Exercise details - Restate word for word the lines of the entries below, starting with the line that holds "if width < 2" and ending with the line that holds "pan stays incremental.", and no others.
'''
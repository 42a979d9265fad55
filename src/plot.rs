//! The plot session and its per-frame pipeline.
//!
//! [`Plot`] owns everything that outlives a frame: the persisted view
//! rectangle, the drag anchor, and the fullscreen flag. Each call to
//! [`Plot::frame`] rebuilds the series store from the caller's closure,
//! applies interaction, and draws through the surface.

use thiserror::Error;
use tracing::{debug, trace, warn};

use crate::axis::TickPlan;
use crate::geom::PixelPoint;
use crate::interaction;
use crate::render::{self, Color};
use crate::series::{Series, SeriesBuilder, SeriesError};
use crate::surface::{MouseButton, PlotCommand, Surface};
use crate::transform::Transform;
use crate::view::ViewRect;

/// What to do with a series that fails validation.
#[derive(Debug, Clone, Copy, PartialEq, Eq, Default)]
pub enum MalformedPolicy {
    /// Return the error before anything is drawn.
    #[default]
    Abort,
    /// Drop the series with a warning and draw the rest.
    Skip,
}

/// Session configuration.
#[derive(Debug, Clone, Copy, PartialEq)]
pub struct SessionConfig {
    /// Zoom factor applied per wheel step.
    pub zoom_base: f64,
    /// Auto-fit margin as a fraction of the data span.
    pub margin_frac: f64,
    /// Policy for malformed series.
    pub malformed: MalformedPolicy,
    /// Color used for axes, ticks and the mouse readout.
    pub axis_color: Color,
}

impl Default for SessionConfig {
    fn default() -> Self {
        Self {
            zoom_base: 1.1,
            margin_frac: 0.1,
            malformed: MalformedPolicy::default(),
            axis_color: Color::WHITE,
        }
    }
}

/// Error returned by [`Plot::frame`].
#[derive(Debug, Error)]
pub enum FrameError {
    /// A series failed validation under [`MalformedPolicy::Abort`].
    #[error(transparent)]
    Malformed(#[from] SeriesError),
}

/// Outcome of a completed frame.
#[derive(Debug)]
pub struct FrameReport {
    /// Number of series drawn.
    pub drawn: usize,
    /// Validation errors of series dropped under [`MalformedPolicy::Skip`].
    pub skipped: Vec<SeriesError>,
    /// The rectangle the frame was drawn against.
    pub view: ViewRect,
}

/// Per-frame series store and deferred callback, handed to the caller's
/// closure by [`Plot::frame`]. Dropped at the end of the frame, so the store
/// is cleared by construction.
pub struct Frame {
    builders: Vec<SeriesBuilder>,
    after_render: Option<Box<dyn FnOnce()>>,
}

impl Frame {
    fn new() -> Self {
        Self {
            builders: Vec::new(),
            after_render: None,
        }
    }

    /// Start a new series and return its builder.
    pub fn series(&mut self) -> &mut SeriesBuilder {
        let index = self.builders.len();
        self.builders.push(SeriesBuilder::new());
        &mut self.builders[index]
    }

    /// Register a callback to run after the frame's drawing completes.
    ///
    /// At most one callback per frame; a second call replaces the first.
    pub fn after_render(&mut self, callback: impl FnOnce() + 'static) {
        self.after_render = Some(Box::new(callback));
    }
}

impl std::fmt::Debug for Frame {
    fn fmt(&self, f: &mut std::fmt::Formatter<'_>) -> std::fmt::Result {
        f.debug_struct("Frame")
            .field("series", &self.builders.len())
            .field("after_render", &self.after_render.is_some())
            .finish()
    }
}

/// A plotting session.
///
/// Create one, keep it across frames, and drive it from the host's refresh
/// callback:
///
/// ```no_run
/// # use quickplot::{Color, MouseButton, PixelPoint, PlotCommand, Surface};
/// # struct Host;
/// # impl Surface for Host {
/// #     fn size(&self) -> (i32, i32) { (800, 600) }
/// #     fn mouse_position(&self) -> PixelPoint { PixelPoint::new(0, 0) }
/// #     fn is_mouse_down(&self, _: MouseButton) -> bool { false }
/// #     fn wheel_delta(&self) -> f64 { 0.0 }
/// #     fn was_command_pressed(&self, _: PlotCommand) -> bool { false }
/// #     fn set_fullscreen(&mut self, _: bool) {}
/// #     fn draw_line(&mut self, _: PixelPoint, _: PixelPoint, _: Color) {}
/// #     fn draw_point(&mut self, _: PixelPoint, _: Color) {}
/// #     fn draw_text(&mut self, _: &str, _: PixelPoint, _: Color) {}
/// #     fn text_size(&self, _: &str) -> (i32, i32) { (0, 0) }
/// # }
/// let mut plot = quickplot::Plot::new();
/// let mut surface = Host;
/// plot.frame(&mut surface, |frame| {
///     frame.series().y(&[1.0, 4.0, 9.0, 16.0]).rgb(255, 128, 0);
/// }).expect("well-formed series");
/// ```
#[derive(Debug)]
pub struct Plot {
    config: SessionConfig,
    view: ViewRect,
    drag: Option<PixelPoint>,
    fullscreen: bool,
}

impl Plot {
    /// Create a session with default configuration.
    pub fn new() -> Self {
        Self::with_config(SessionConfig::default())
    }

    /// Create a session with custom configuration.
    pub fn with_config(config: SessionConfig) -> Self {
        Self {
            config,
            view: ViewRect::unset(),
            drag: None,
            fullscreen: false,
        }
    }

    /// Access the configuration.
    pub fn config(&self) -> &SessionConfig {
        &self.config
    }

    /// The persisted view rectangle. Unset until the first auto-fit.
    pub fn view_rect(&self) -> ViewRect {
        self.view
    }

    /// Whether the session wants fullscreen.
    pub fn is_fullscreen(&self) -> bool {
        self.fullscreen
    }

    /// Clear the view range back to unset; the next frame auto-fits.
    pub fn reset_view(&mut self) {
        debug!("view reset to auto-fit");
        self.view = ViewRect::unset();
        self.drag = None;
    }

    /// Force the fullscreen state.
    ///
    /// Cancels any drag in progress: the anchor pixel is stale once the
    /// surface dimensions change.
    pub fn set_fullscreen(&mut self, fullscreen: bool) {
        self.fullscreen = fullscreen;
        self.drag = None;
    }

    /// Run one frame: collect series from the caller, update the view from
    /// input, and draw through the surface.
    pub fn frame<S: Surface>(
        &mut self,
        surface: &mut S,
        build: impl FnOnce(&mut Frame),
    ) -> Result<FrameReport, FrameError> {
        if surface.was_command_pressed(PlotCommand::ResetView) {
            self.reset_view();
        }
        if surface.was_command_pressed(PlotCommand::ToggleFullscreen) {
            self.set_fullscreen(!self.fullscreen);
            debug!(fullscreen = self.fullscreen, "fullscreen toggled");
        }
        surface.set_fullscreen(self.fullscreen);

        let mut frame = Frame::new();
        build(&mut frame);
        let Frame {
            builders,
            after_render,
        } = frame;

        let mut series = Vec::with_capacity(builders.len());
        let mut skipped = Vec::new();
        for (index, builder) in builders.into_iter().enumerate() {
            match builder.finish(index) {
                Ok(finished) => series.push(finished),
                Err(err) => match self.config.malformed {
                    MalformedPolicy::Abort => return Err(err.into()),
                    MalformedPolicy::Skip => {
                        warn!(%err, "skipping malformed series");
                        skipped.push(err);
                    }
                },
            }
        }

        let (width, height) = surface.size();
        if width < 2 || height < 2 {
            if let Some(callback) = after_render {
                callback();
            }
            return Ok(FrameReport {
                drawn: 0,
                skipped,
                view: self.view,
            });
        }

        let mouse = surface.mouse_position();

        // The drag begins on press and ends on release even while the view
        // is unset; only its application is gated below.
        if surface.is_mouse_down(MouseButton::Left) {
            if self.drag.is_none() {
                self.drag = Some(mouse);
            }
        } else {
            self.drag = None;
        }

        if self.view.is_unset() {
            self.auto_fit(&series);
        }
        let view_set = !self.view.is_unset();

        let rect = if view_set { self.view } else { ViewRect::FALLBACK };
        let Some(mut transform) = Transform::new(rect, width, height) else {
            // auto-fit and the fallback both guarantee positive spans
            if let Some(callback) = after_render {
                callback();
            }
            return Ok(FrameReport {
                drawn: 0,
                skipped,
                view: rect,
            });
        };

        // Drag the view with the mouse. The anchor moves to the current
        // mouse position each frame so the pan stays incremental.
        if view_set
            && let Some(anchor) = self.drag
            && anchor != mouse
        {
            self.view = interaction::pan_view(self.view, anchor, mouse, &transform);
            self.drag = Some(mouse);
            trace!(
                dx = mouse.x - anchor.x,
                dy = mouse.y - anchor.y,
                "pan applied"
            );
            if let Some(next) = Transform::new(self.view, width, height) {
                transform = next;
            }
        }

        // Zoom with the mouse wheel, anchored at the cursor.
        let wheel = surface.wheel_delta();
        if view_set
            && wheel != 0.0
            && let Some(zoomed) = interaction::zoom_view(
                self.view,
                mouse,
                wheel,
                self.config.zoom_base,
                width,
                height,
            )
        {
            self.view = zoomed;
            trace!(wheel, "zoom applied");
            if let Some(next) = Transform::new(self.view, width, height) {
                transform = next;
            }
        }

        let draw_rect = if view_set { self.view } else { ViewRect::FALLBACK };
        let color = self.config.axis_color;

        render::draw_axes(surface, &transform, width, height, color);

        let x_plan = TickPlan::for_span(transform.x_span());
        let y_plan = TickPlan::for_span(transform.y_span());
        render::draw_x_ticks(surface, &transform, draw_rect.x, &x_plan, color);
        render::draw_y_ticks(surface, &transform, draw_rect.y, &y_plan, color);

        for one in &series {
            render::draw_series(surface, &transform, one);
        }

        render::draw_mouse_readout(
            surface,
            &transform,
            mouse,
            width,
            height,
            x_plan.precision,
            y_plan.precision,
            color,
        );

        if let Some(callback) = after_render {
            callback();
        }

        Ok(FrameReport {
            drawn: series.len(),
            skipped,
            view: draw_rect,
        })
    }

    /// Fill the unset rectangle from the bounds of all series, with margin.
    /// Stays unset when no finite data exists at all.
    fn auto_fit(&mut self, series: &[Series]) {
        let mut fit = ViewRect::unset();
        for one in series {
            for point in one.points() {
                fit.x.expand_to_include(point.x);
                fit.y.expand_to_include(point.y);
            }
        }
        if fit.x.is_finite() && fit.y.is_finite() {
            self.view = fit.with_fit_margin(self.config.margin_frac);
            debug!(
                min_x = self.view.x.min,
                max_x = self.view.x.max,
                min_y = self.view.y.min,
                max_y = self.view.y.max,
                "auto-fit"
            );
        }
    }
}

impl Default for Plot {
    fn default() -> Self {
        Self::new()
    }
}

#[cfg(test)]
mod tests {
    use super::*;
    use crate::series::SeriesBuilder;
    use approx::assert_relative_eq;

    fn fit_for(points: &[(f64, f64)]) -> ViewRect {
        let mut plot = Plot::new();
        let mut builder = SeriesBuilder::new();
        let xs: Vec<f64> = points.iter().map(|p| p.0).collect();
        let ys: Vec<f64> = points.iter().map(|p| p.1).collect();
        builder.x(&xs).y(&ys);
        let series = vec![builder.finish(0).expect("valid series")];
        plot.auto_fit(&series);
        plot.view_rect()
    }

    #[test]
    fn auto_fit_adds_tenth_margin() {
        let rect = fit_for(&[(0.0, -5.0), (10.0, 5.0)]);
        assert_relative_eq!(rect.x.min, -1.0);
        assert_relative_eq!(rect.x.max, 11.0);
        assert_relative_eq!(rect.y.min, -6.0);
        assert_relative_eq!(rect.y.max, 6.0);
    }

    #[test]
    fn auto_fit_contains_every_point_strictly() {
        let points = [(1.5, 2.5), (-3.0, 0.1), (7.25, -4.0)];
        let rect = fit_for(&points);
        for (x, y) in points {
            assert!(rect.x.min < x && x < rect.x.max);
            assert!(rect.y.min < y && y < rect.y.max);
        }
    }

    #[test]
    fn auto_fit_single_point_uses_unit_margin() {
        let rect = fit_for(&[(2.0, 3.0)]);
        assert_relative_eq!(rect.x.min, 1.0);
        assert_relative_eq!(rect.x.max, 3.0);
        assert_relative_eq!(rect.y.min, 2.0);
        assert_relative_eq!(rect.y.max, 4.0);
    }

    #[test]
    fn auto_fit_without_data_stays_unset() {
        let mut plot = Plot::new();
        plot.auto_fit(&[]);
        assert!(plot.view_rect().is_unset());
    }

    #[test]
    fn reset_view_clears_rectangle_and_drag() {
        let mut plot = Plot::new();
        let mut builder = SeriesBuilder::new();
        builder.y(&[1.0, 2.0]);
        let series = vec![builder.finish(0).expect("valid series")];
        plot.auto_fit(&series);
        assert!(!plot.view_rect().is_unset());
        plot.drag = Some(PixelPoint::new(5, 5));
        plot.reset_view();
        assert!(plot.view_rect().is_unset());
        assert!(plot.drag.is_none());
    }

    #[test]
    fn fullscreen_cancels_drag() {
        let mut plot = Plot::new();
        plot.drag = Some(PixelPoint::new(5, 5));
        plot.set_fullscreen(true);
        assert!(plot.is_fullscreen());
        assert!(plot.drag.is_none());
    }
}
'''
Written response -
        if width < 2 || height < 2 {
            if let Some(callback) = after_render {
                callback();
            }
            return Ok(FrameReport {
                drawn: 0,
                skipped,
                view: self.view,
            });
        }

        let mouse = surface.mouse_position();

        // The drag begins on press and ends on release even while the view
        // is unset; only its application is gated below.
        if surface.is_mouse_down(MouseButton::Left) {
            if self.drag.is_none() {
                self.drag = Some(mouse);
            }
        } else {
            self.drag = None;
        }

        if self.view.is_unset() {
            self.auto_fit(&series);
        }
        let view_set = !self.view.is_unset();

        let rect = if view_set { self.view } else { ViewRect::FALLBACK };
        let Some(mut transform) = Transform::new(rect, width, height) else {
            // auto-fit and the fallback both guarantee positive spans
            if let Some(callback) = after_render {
                callback();
            }
            return Ok(FrameReport {
                drawn: 0,
                skipped,
                view: rect,
            });
        };

        // Drag the view with the mouse. The anchor moves to the current
        // mouse position each frame so the pan stays incremental.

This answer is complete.